▸ **What you need to do**
What is needed is the number of lines below that contain the string "EditArgs", with no other text.

▸ **Source information**
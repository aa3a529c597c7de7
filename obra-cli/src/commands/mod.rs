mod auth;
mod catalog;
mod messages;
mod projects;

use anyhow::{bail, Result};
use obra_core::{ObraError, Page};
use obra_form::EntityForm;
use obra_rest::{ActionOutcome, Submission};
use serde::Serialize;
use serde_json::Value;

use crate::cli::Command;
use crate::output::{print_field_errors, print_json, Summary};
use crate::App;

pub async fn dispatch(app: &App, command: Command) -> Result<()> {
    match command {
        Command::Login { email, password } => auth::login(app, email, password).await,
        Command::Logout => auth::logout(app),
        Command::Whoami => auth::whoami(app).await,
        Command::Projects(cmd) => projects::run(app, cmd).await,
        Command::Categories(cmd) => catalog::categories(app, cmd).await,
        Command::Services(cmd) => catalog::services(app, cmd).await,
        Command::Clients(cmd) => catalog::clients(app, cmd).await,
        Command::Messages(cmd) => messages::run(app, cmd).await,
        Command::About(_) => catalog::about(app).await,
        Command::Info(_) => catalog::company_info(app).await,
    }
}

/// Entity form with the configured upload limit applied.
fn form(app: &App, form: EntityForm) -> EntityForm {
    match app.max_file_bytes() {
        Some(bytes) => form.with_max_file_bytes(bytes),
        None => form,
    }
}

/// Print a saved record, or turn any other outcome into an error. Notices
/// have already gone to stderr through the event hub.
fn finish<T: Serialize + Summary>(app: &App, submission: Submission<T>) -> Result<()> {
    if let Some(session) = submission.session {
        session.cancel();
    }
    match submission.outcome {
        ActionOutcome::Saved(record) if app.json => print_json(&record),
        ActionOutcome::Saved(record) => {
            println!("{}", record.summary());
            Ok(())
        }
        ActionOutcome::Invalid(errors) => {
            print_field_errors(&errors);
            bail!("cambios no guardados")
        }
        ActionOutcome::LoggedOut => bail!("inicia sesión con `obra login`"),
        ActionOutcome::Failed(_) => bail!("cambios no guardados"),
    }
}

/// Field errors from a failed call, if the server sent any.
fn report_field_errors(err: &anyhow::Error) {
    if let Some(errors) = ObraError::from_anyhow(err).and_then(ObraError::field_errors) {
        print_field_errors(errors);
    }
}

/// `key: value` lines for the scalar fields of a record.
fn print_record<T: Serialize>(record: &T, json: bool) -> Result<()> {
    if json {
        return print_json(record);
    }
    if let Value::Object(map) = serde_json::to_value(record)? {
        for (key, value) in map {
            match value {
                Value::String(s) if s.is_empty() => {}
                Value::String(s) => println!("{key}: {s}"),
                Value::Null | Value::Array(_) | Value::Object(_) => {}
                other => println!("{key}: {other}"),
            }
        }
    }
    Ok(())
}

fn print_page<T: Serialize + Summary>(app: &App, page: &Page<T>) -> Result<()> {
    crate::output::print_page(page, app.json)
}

...

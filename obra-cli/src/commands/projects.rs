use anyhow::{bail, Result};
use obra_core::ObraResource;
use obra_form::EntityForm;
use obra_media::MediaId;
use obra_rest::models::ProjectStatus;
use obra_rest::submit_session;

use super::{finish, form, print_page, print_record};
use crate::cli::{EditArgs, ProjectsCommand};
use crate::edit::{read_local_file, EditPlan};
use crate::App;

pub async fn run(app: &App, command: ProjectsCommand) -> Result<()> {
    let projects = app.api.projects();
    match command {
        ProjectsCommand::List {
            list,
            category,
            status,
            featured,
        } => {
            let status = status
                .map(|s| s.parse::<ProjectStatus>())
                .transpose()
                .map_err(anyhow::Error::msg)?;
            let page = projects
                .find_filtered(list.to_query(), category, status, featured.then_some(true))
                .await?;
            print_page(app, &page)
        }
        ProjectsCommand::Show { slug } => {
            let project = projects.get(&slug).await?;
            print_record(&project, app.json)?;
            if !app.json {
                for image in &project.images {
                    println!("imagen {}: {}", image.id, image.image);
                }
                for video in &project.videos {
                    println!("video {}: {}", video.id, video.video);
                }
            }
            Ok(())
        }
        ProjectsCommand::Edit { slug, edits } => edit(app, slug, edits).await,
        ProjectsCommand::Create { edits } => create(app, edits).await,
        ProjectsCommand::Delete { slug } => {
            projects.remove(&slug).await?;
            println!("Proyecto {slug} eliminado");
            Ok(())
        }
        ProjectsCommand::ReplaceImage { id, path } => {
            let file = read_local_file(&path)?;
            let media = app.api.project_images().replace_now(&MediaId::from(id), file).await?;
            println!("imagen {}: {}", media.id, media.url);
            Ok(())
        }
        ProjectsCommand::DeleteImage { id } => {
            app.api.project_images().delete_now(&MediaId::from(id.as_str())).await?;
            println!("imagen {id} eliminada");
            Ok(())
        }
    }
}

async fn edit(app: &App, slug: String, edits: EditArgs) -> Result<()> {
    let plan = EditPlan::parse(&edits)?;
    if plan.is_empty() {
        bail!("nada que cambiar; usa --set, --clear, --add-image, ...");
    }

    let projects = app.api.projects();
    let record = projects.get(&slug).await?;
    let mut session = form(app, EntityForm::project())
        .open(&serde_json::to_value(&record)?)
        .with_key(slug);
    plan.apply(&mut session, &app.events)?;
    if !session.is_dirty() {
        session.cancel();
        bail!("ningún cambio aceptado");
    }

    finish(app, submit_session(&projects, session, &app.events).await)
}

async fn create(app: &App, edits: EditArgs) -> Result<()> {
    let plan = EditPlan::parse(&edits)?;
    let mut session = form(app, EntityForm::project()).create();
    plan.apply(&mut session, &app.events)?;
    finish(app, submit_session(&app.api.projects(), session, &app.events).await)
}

==

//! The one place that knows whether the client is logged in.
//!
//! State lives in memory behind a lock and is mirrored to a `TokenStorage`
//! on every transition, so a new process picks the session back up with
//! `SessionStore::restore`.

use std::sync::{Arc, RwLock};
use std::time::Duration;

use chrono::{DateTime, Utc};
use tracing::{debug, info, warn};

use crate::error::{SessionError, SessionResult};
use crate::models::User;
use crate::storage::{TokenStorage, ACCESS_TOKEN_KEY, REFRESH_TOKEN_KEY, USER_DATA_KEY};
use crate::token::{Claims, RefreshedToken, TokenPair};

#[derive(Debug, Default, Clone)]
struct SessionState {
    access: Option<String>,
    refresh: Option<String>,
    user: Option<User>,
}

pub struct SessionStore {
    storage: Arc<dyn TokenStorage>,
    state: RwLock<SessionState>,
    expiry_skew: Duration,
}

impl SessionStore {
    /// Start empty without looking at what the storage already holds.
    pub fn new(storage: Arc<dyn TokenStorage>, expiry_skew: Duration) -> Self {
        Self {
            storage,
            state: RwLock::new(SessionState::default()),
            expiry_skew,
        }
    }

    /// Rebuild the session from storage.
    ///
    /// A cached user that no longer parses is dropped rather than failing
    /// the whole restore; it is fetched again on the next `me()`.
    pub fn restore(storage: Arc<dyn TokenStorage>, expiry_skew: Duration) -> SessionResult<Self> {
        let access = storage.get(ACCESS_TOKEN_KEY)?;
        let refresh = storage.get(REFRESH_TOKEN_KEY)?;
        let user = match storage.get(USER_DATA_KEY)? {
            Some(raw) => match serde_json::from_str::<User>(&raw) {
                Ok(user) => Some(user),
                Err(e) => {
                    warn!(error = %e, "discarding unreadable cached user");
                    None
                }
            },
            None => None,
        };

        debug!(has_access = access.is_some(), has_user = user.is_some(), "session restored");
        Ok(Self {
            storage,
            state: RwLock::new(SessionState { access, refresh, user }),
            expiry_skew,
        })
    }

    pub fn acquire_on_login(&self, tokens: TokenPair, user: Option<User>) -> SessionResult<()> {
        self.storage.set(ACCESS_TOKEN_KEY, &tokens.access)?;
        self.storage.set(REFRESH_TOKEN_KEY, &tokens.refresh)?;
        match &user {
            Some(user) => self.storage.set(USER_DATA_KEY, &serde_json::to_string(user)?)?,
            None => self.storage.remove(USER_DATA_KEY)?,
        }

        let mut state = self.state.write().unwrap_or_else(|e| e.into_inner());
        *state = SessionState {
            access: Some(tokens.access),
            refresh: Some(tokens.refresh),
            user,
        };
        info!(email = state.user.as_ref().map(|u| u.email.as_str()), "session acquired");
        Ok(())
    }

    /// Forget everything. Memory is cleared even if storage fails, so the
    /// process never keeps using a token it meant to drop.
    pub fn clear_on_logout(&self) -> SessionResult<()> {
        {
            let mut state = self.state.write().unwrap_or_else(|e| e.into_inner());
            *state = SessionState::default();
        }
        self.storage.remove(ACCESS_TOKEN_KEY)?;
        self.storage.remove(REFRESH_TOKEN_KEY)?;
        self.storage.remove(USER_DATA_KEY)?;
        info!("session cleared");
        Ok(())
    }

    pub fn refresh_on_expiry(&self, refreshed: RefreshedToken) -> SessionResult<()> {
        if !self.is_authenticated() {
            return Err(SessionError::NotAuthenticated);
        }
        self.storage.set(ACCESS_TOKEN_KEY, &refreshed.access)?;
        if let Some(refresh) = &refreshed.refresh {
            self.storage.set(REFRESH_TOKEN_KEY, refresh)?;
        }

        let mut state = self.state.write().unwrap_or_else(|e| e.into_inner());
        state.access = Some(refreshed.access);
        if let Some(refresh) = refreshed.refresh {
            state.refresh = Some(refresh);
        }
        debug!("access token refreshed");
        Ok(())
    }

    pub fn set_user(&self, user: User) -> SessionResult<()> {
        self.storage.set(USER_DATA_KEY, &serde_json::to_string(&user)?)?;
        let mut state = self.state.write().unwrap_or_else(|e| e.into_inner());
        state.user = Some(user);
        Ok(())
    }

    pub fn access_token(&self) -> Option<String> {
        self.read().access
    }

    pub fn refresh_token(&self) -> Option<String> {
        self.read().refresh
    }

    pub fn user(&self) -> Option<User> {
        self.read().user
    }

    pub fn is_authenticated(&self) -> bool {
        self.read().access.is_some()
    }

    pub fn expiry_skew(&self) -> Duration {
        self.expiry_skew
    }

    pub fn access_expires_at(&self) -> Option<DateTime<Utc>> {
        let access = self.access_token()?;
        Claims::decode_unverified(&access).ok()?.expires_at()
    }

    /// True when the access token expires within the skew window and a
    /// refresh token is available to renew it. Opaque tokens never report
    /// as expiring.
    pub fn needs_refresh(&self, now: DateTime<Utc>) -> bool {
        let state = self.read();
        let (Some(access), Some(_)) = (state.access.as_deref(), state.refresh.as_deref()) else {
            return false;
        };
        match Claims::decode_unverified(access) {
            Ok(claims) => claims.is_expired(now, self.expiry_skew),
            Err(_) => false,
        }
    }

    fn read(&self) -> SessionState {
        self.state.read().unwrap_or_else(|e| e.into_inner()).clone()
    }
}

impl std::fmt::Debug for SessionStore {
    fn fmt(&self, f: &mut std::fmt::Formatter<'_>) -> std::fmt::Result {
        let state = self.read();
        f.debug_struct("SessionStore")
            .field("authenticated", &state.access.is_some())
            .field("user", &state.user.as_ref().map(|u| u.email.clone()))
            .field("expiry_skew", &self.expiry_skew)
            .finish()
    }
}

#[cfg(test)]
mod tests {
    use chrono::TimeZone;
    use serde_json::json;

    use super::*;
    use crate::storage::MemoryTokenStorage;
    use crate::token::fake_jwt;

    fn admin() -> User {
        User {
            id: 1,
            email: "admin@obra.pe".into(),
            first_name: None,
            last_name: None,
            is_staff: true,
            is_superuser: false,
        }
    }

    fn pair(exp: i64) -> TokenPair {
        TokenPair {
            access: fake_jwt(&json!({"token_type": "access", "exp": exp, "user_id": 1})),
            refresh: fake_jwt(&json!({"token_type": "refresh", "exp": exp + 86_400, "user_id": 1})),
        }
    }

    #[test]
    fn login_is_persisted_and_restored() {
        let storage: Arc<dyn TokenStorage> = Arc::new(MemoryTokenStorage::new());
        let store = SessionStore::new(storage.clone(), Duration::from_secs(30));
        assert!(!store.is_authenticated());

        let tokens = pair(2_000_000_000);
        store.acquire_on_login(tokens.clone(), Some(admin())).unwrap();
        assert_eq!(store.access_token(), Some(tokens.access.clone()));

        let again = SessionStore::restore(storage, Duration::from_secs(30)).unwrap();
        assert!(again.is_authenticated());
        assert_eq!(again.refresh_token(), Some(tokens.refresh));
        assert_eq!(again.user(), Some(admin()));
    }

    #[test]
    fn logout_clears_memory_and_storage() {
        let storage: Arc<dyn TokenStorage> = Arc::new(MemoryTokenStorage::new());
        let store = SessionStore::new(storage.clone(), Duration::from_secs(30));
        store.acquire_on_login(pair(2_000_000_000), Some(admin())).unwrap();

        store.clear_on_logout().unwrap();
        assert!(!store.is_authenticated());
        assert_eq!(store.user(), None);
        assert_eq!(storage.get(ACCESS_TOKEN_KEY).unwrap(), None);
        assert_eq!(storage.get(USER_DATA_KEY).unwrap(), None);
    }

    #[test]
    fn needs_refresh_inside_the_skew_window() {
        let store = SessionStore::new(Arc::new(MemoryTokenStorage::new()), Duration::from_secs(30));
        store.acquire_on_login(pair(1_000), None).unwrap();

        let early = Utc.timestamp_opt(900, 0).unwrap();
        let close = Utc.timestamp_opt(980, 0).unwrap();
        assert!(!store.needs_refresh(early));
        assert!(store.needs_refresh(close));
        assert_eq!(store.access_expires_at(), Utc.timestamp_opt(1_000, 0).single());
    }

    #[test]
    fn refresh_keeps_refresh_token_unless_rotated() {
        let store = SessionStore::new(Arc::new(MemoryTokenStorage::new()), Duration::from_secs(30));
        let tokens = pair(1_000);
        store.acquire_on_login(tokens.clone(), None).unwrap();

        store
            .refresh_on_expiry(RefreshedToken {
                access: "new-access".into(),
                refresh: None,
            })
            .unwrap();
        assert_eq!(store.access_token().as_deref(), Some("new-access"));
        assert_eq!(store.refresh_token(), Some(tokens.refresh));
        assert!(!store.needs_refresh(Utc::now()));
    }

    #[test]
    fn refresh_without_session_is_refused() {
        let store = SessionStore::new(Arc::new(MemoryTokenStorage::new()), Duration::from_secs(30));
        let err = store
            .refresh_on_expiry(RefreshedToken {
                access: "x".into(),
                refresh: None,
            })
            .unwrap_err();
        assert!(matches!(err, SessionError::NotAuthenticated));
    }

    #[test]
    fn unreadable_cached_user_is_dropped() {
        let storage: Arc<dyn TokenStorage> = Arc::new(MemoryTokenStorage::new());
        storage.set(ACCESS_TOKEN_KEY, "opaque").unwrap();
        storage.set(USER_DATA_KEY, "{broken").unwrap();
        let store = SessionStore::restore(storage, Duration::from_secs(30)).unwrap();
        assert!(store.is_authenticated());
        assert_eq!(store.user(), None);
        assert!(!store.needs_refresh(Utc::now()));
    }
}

▸ **Task answer**
3